In the interest of brevity, I had to limit my quotations from Summers’ review. But I hope the limited excerpts above show my point: Summers was absolutely devastating in his critique of the theory underlying Piketty’s book. Yet Summers overall kept coming back to praise it, because Piketty gosh darn it had done “meticulous” work documenting the disturbing accumulation of wealth among the super rich over the last few decades. Except, as it turns out, that maybe a big chunk of those results were due to stupid mistakes or worse.

I think we’ll be able to gauge how much reputational damage has been done to Dr. Piketty when we see whether he gets his Nobel award (contrary to popular opinion there is no Nobel Prize for economics).

The science is kind of interesting. There are some interesting aspects of what the data reveal even with the corrected data, illustrated in the linked post. Britain appears largely to have returned to its downward trend in the concentration of wealth after a brief uptick around 2000. That alone is sufficient to refute Dr. Piketty’s central claim.

Wealth appears to be increasingly concentrated in the United States but not catastrophically so. To my eye we appear to have a much longer cycle.

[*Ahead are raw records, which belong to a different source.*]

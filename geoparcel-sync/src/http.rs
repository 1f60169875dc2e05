//! HTTP ledger connector
//!
//! Talks to a JSON ledger gateway:
//!
//! - `GET {base}/block-number` → `{"blockNumber": N}`
//! - `GET {base}/events/{name}?fromBlock=N` → `[RawEvent, ...]`
//!
//! The gateway has no push channel, so the live feed polls the events
//! endpoint and emits only events past the last one delivered. A failed poll
//! ends the feed with [`FeedItem::Disconnected`].

use crate::error::{Result, SyncError};
use crate::event::{BlockNumber, RawEvent};
use crate::source::{EventFeed, FeedItem, LedgerConnection, LedgerConnector};
use async_trait::async_trait;
use serde::Deserialize;
use std::fmt::Debug;
use std::sync::Arc;
use std::time::Duration;

#[derive(Debug, Deserialize)]
#[serde(rename_all = "camelCase")]
struct BlockNumberResponse {
    block_number: BlockNumber,
}

/// Connector for an HTTP ledger gateway
#[derive(Debug, Clone)]
pub struct HttpLedgerConnector {
    base_url: String,
    auth_token: Option<String>,
    poll_interval: Duration,
    http: reqwest::Client,
}

impl HttpLedgerConnector {
    pub fn new(base_url: impl Into<String>, auth_token: Option<String>) -> Self {
        let base_url: String = base_url.into();
        Self {
            base_url: base_url.trim_end_matches('/').to_string(),
            auth_token,
            poll_interval: Duration::from_millis(crate::config::DEFAULT_POLL_INTERVAL_MS),
            http: reqwest::Client::new(),
        }
    }

    pub fn with_poll_interval(mut self, interval: Duration) -> Self {
        self.poll_interval = interval;
        self
    }

    pub fn base_url(&self) -> &str {
        &self.base_url
    }
}

#[async_trait]
impl LedgerConnector for HttpLedgerConnector {
    async fn connect(&self) -> Result<Arc<dyn LedgerConnection>> {
        let connection = HttpLedgerConnection {
            base_url: self.base_url.clone(),
            auth_token: self.auth_token.clone(),
            poll_interval: self.poll_interval,
            http: self.http.clone(),
        };
        // Height check so a dead gateway fails here rather than on first use.
        let height = connection.current_block().await?;
        tracing::info!(url = %self.base_url, height, "Connected to ledger gateway");
        Ok(Arc::new(connection))
    }
}

#[derive(Debug, Clone)]
struct HttpLedgerConnection {
    base_url: String,
    auth_token: Option<String>,
    poll_interval: Duration,
    http: reqwest::Client,
}

impl HttpLedgerConnection {
    fn add_auth(&self, req: reqwest::RequestBuilder) -> reqwest::RequestBuilder {
        if let Some(ref token) = self.auth_token {
            req.bearer_auth(token)
        } else {
            req
        }
    }

    /// `{base}/events/{event_name}` with the name percent-encoded as one
    /// path segment.
    fn events_url(&self, event_name: &str) -> Result<reqwest::Url> {
        let mut url = reqwest::Url::parse(&self.base_url).map_err(|e| {
            SyncError::Fatal(format!("Invalid ledger URL {}: {}", self.base_url, e))
        })?;
        url.path_segments_mut()
            .map_err(|_| SyncError::Fatal(format!("Ledger URL {} cannot have a path", self.base_url)))?
            .pop_if_empty()
            .push("events")
            .push(event_name);
        Ok(url)
    }

    async fn get_json<T: serde::de::DeserializeOwned>(
        &self,
        req: reqwest::RequestBuilder,
        what: &str,
    ) -> Result<T> {
        let resp = self.add_auth(req).send().await?;
        let status = resp.status();
        match status.as_u16() {
            200..=299 => Ok(resp.json().await?),
            401 | 403 => Err(SyncError::Fatal(format!(
                "{} rejected with status {}",
                what, status
            ))),
            _ => Err(SyncError::transport(format!(
                "{} failed with status {}",
                what, status
            ))),
        }
    }
}

#[async_trait]
impl LedgerConnection for HttpLedgerConnection {
    async fn current_block(&self) -> Result<BlockNumber> {
        let url = format!("{}/block-number", self.base_url);
        let body: BlockNumberResponse = self.get_json(self.http.get(&url), "block-number").await?;
        Ok(body.block_number)
    }

    async fn events_from_block(
        &self,
        event_name: &str,
        from_block: BlockNumber,
    ) -> Result<Vec<RawEvent>> {
        let req = self
            .http
            .get(self.events_url(event_name)?)
            .query(&[("fromBlock", from_block)]);
        let mut events: Vec<RawEvent> = self.get_json(req, "events").await?;
        events.retain(|e| e.event_name == event_name && e.block_number >= from_block);
        events.sort_by_key(|e| e.position());
        Ok(events)
    }

    fn subscribe(&self, event_name: &str, from_block: BlockNumber) -> EventFeed {
        let connection = self.clone();
        let event_name = event_name.to_string();

        let stream = async_stream::stream! {
            let mut next_from = from_block;
            let mut last: Option<(BlockNumber, u64)> = None;

            loop {
                match connection.events_from_block(&event_name, next_from).await {
                    Ok(events) => {
                        for event in events {
                            if last.map_or(true, |pos| event.position() > pos) {
                                last = Some(event.position());
                                next_from = event.block_number;
                                yield FeedItem::Event(event);
                            }
                        }
                    }
                    Err(e) => {
                        yield FeedItem::Disconnected {
                            reason: format!("Poll failed: {}", e),
                        };
                        break;
                    }
                }
                tokio::time::sleep(connection.poll_interval).await;
            }
        };
        Box::pin(stream)
    }
}

#[cfg(test)]
mod tests {
    use super::*;
    use crate::config::ReconnectPolicy;
    use crate::source::LedgerEventSource;
    use futures::StreamExt;
    use serde_json::json;
    use wiremock::matchers::{header, method, path, query_param};
    use wiremock::{Mock, MockServer, ResponseTemplate};

    // Nothing listens on port 9 (discard) in test environments.
    const DEAD_GATEWAY: &str = "http://127.0.0.1:9/";

    #[test]
    fn test_base_url_is_normalized() {
        let connector = HttpLedgerConnector::new(DEAD_GATEWAY, None);
        assert_eq!(connector.base_url(), "http://127.0.0.1:9");
    }

    #[test]
    fn test_response_shapes() {
        let body: BlockNumberResponse = serde_json::from_str(r#"{"blockNumber": 1234}"#).unwrap();
        assert_eq!(body.block_number, 1234);

        let events: Vec<RawEvent> = serde_json::from_str(
            r#"[{"blockNumber": 5, "logIndex": 1, "eventName": "ContourChanged",
                 "tokenId": "99", "contour": ["w24q8r9pgd0p"]}]"#,
        )
        .unwrap();
        assert_eq!(events[0].position(), (5, 1));
    }

    #[tokio::test]
    async fn test_unreachable_gateway_is_transport_error() {
        let connector = HttpLedgerConnector::new(DEAD_GATEWAY, Some("token".to_string()));
        let err = connector.connect().await.unwrap_err();
        assert!(err.is_transport(), "unexpected error: {}", err);
    }

    #[tokio::test]
    async fn test_failed_poll_ends_feed_with_disconnect() {
        let connection = HttpLedgerConnection {
            base_url: "http://127.0.0.1:9".to_string(),
            auth_token: None,
            poll_interval: Duration::from_millis(1),
            http: reqwest::Client::new(),
        };

        let items: Vec<FeedItem> = connection.subscribe("ContourChanged", 0).collect().await;
        assert_eq!(items.len(), 1);
        assert!(matches!(items[0], FeedItem::Disconnected { .. }));
    }

    fn event_json(block: u64, log_index: u64, name: &str) -> serde_json::Value {
        json!({
            "blockNumber": block,
            "logIndex": log_index,
            "eventName": name,
            "tokenId": "99",
            "contour": ["w24q8r9pgd0p", "w24q8r3newq1", "w24q8r6pm9gc"]
        })
    }

    async fn mount_block_number(server: &MockServer, height: u64) {
        Mock::given(method("GET"))
            .and(path("/block-number"))
            .respond_with(ResponseTemplate::new(200).set_body_json(json!({ "blockNumber": height })))
            .mount(server)
            .await;
    }

    #[test]
    fn test_event_name_is_one_encoded_segment() {
        let connection = HttpLedgerConnection {
            base_url: "http://127.0.0.1:9/api".to_string(),
            auth_token: None,
            poll_interval: Duration::from_millis(1),
            http: reqwest::Client::new(),
        };
        let url = connection.events_url("Contour Changed/v2").unwrap();
        assert_eq!(url.as_str(), "http://127.0.0.1:9/api/events/Contour%20Changed%2Fv2");
    }

    #[tokio::test]
    async fn test_reads_with_bearer_token() {
        let server = MockServer::start().await;
        Mock::given(method("GET"))
            .and(path("/block-number"))
            .and(header("authorization", "Bearer secret"))
            .respond_with(ResponseTemplate::new(200).set_body_json(json!({ "blockNumber": 12 })))
            .mount(&server)
            .await;
        Mock::given(method("GET"))
            .and(path("/events/ContourChanged"))
            .and(query_param("fromBlock", "5"))
            .and(header("authorization", "Bearer secret"))
            .respond_with(ResponseTemplate::new(200).set_body_json(json!([
                event_json(7, 1, "ContourChanged"),
                event_json(5, 0, "ContourChanged"),
                event_json(3, 0, "ContourChanged"),
                event_json(6, 0, "Transfer"),
            ])))
            .mount(&server)
            .await;

        let connector = HttpLedgerConnector::new(server.uri(), Some("secret".to_string()));
        let connection = connector.connect().await.unwrap();

        assert_eq!(connection.current_block().await.unwrap(), 12);
        let events = connection.events_from_block("ContourChanged", 5).await.unwrap();
        let positions: Vec<(u64, u64)> = events.iter().map(|e| e.position()).collect();
        assert_eq!(positions, vec![(5, 0), (7, 1)]);
        assert_eq!(events[0].contour.len(), 3);
    }

    #[tokio::test]
    async fn test_auth_rejections_are_fatal() {
        let server = MockServer::start().await;
        Mock::given(method("GET"))
            .and(path("/block-number"))
            .respond_with(ResponseTemplate::new(401))
            .mount(&server)
            .await;

        let err = HttpLedgerConnector::new(server.uri(), None)
            .connect()
            .await
            .unwrap_err();
        assert!(matches!(err, SyncError::Fatal(_)), "unexpected error: {}", err);

        let server = MockServer::start().await;
        mount_block_number(&server, 3).await;
        Mock::given(method("GET"))
            .and(path("/events/ContourChanged"))
            .respond_with(ResponseTemplate::new(403))
            .mount(&server)
            .await;

        let connection = HttpLedgerConnector::new(server.uri(), Some("stale".to_string()))
            .connect()
            .await
            .unwrap();
        let err = connection.events_from_block("ContourChanged", 0).await.unwrap_err();
        assert!(matches!(err, SyncError::Fatal(_)), "unexpected error: {}", err);
    }

    #[tokio::test]
    async fn test_server_error_is_retried_after_reconnect() {
        let server = MockServer::start().await;
        mount_block_number(&server, 9).await;
        Mock::given(method("GET"))
            .and(path("/events/ContourChanged"))
            .respond_with(ResponseTemplate::new(503))
            .up_to_n_times(1)
            .with_priority(1)
            .mount(&server)
            .await;
        Mock::given(method("GET"))
            .and(path("/events/ContourChanged"))
            .respond_with(
                ResponseTemplate::new(200).set_body_json(json!([event_json(9, 0, "ContourChanged")])),
            )
            .mount(&server)
            .await;

        let connector = Arc::new(HttpLedgerConnector::new(server.uri(), None));
        let source =
            LedgerEventSource::connect(connector, ReconnectPolicy::fixed(Duration::from_millis(1)))
                .await;

        let events = source.events_from_block("ContourChanged", 0).await.unwrap();
        assert_eq!(events.len(), 1);
        assert_eq!(source.generation(), 1);
    }

    #[tokio::test]
    async fn test_poll_feed_delivers_each_event_once() {
        let server = MockServer::start().await;
        mount_block_number(&server, 6).await;
        Mock::given(method("GET"))
            .and(path("/events/ContourChanged"))
            .respond_with(ResponseTemplate::new(200).set_body_json(json!([
                event_json(5, 0, "ContourChanged"),
                event_json(6, 0, "ContourChanged"),
            ])))
            .mount(&server)
            .await;

        let connection = HttpLedgerConnector::new(server.uri(), None)
            .with_poll_interval(Duration::from_millis(1))
            .connect()
            .await
            .unwrap();
        let mut feed = connection.subscribe("ContourChanged", 0);

        let first = feed.next().await.unwrap();
        let second = feed.next().await.unwrap();
        assert!(matches!(first, FeedItem::Event(ref e) if e.position() == (5, 0)));
        assert!(matches!(second, FeedItem::Event(ref e) if e.position() == (6, 0)));

        // Later polls return the same events; none are delivered again.
        let again = tokio::time::timeout(Duration::from_millis(100), feed.next()).await;
        assert!(again.is_err(), "duplicate item: {:?}", again);

        let requests = server.received_requests().await.unwrap();
        assert!(requests
            .iter()
            .any(|r| r.url.query() == Some("fromBlock=6")));
    }
}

Did the Panic of 1907 really knock the socks off the Gilded Age? If that’s the case it would be interesting since it suggests that the Fed and Treasury working in tandem are producing the worsening distribution in wealth. IMO that’s obvious but it’s nice to have some confirmation of it.

12 comments… add one
  • PD Shaw Link

    I noticed early on a tendency of right-of-center economists to praise Piketty’s work, while taking serious issue with parts of it. And it led me to suspect that Piketty was proving to be useful to discredit an opinion. A Rope-a-dope strategy.

  • steve Link

    The part that deserves praise is the effort to collect and analyze all of the data. Putting it online for people to examine. I dont think many people beleive his policy proposals possible.